Roguebasin has an interesting article on Dijkstra maps that might help in speeding up hostile creatures’ hunting.

I placed a single NPC on the board, on the other side of the screen, and discovered that the crappy pathfinder I had written earlier was a bigger bottleneck than I expected. Which to be honest was indeed to be expected from a very cheap attempt at a Dijkstra-style system. I had originally written it to facilitate rightclicking on the board to automatically travel to that spot, and even then crossing the entire screen would lock the game up for a couple of seconds.

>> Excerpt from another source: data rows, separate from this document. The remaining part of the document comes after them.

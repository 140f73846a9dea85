// SPDX-License-Identifier: Apache-2.0
// © James Ross Ω FLYING•ROBOTS <https://github.com/flyingrobots>
//! Line commands read from stdin.

use thiserror::Error;

/// One user command.
#[derive(Debug, Clone, Copy, PartialEq, Eq)]
pub enum Command {
    Forward,
    Backward,
    Seek(usize),
    ToggleAutoplay,
    Help,
    Quit,
}

#[derive(Debug, Error, PartialEq, Eq)]
pub enum InputError {
    #[error("unknown command `{0}` (try `help`)")]
    Unknown(String),
    #[error("`{0}` needs a frame number")]
    MissingIndex(String),
    #[error("`{0}` is not a frame number")]
    BadIndex(String),
}

pub const HELP: &str = "l/next forward | j/prev back | g N seek | r autoplay | q quit";

/// Parse one input line. Blank lines step forward.
pub fn parse(line: &str) -> Result<Command, InputError> {
    let mut words = line.split_whitespace();
    let Some(head) = words.next() else {
        return Ok(Command::Forward);
    };
    let cmd = match head.to_ascii_lowercase().as_str() {
        "l" | "next" | "f" => Command::Forward,
        "j" | "prev" | "b" => Command::Backward,
        "g" | "seek" | "goto" => {
            let arg = words
                .next()
                .ok_or_else(|| InputError::MissingIndex(head.to_string()))?;
            let index = arg
                .parse()
                .map_err(|_| InputError::BadIndex(arg.to_string()))?;
            Command::Seek(index)
        }
        "r" | "autoplay" | "play" => Command::ToggleAutoplay,
        "h" | "help" | "?" => Command::Help,
        "q" | "quit" | "exit" => Command::Quit,
        _ => return Err(InputError::Unknown(head.to_string())),
    };
    Ok(cmd)
}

To get a Dijkstra map, you start with an integer array representing your map, with some set of goal cells set to zero and all the rest set to a very high number. Iterate through the map’s “floor” cells – skip the impassable wall cells. If any floor tile has a value that is at least 2 greater than its lowest-value floor neighbor, set it to be exactly 1 greater than its lowest value neighbor. Repeat until no changes are made. The resulting grid of numbers represents the number of steps that it will take to get from any given tile to the nearest goal.

In contrast with this stupidly elegant concept, my current system is so bad I’m not gonna bother describing it in anything other than SBAHJ terms.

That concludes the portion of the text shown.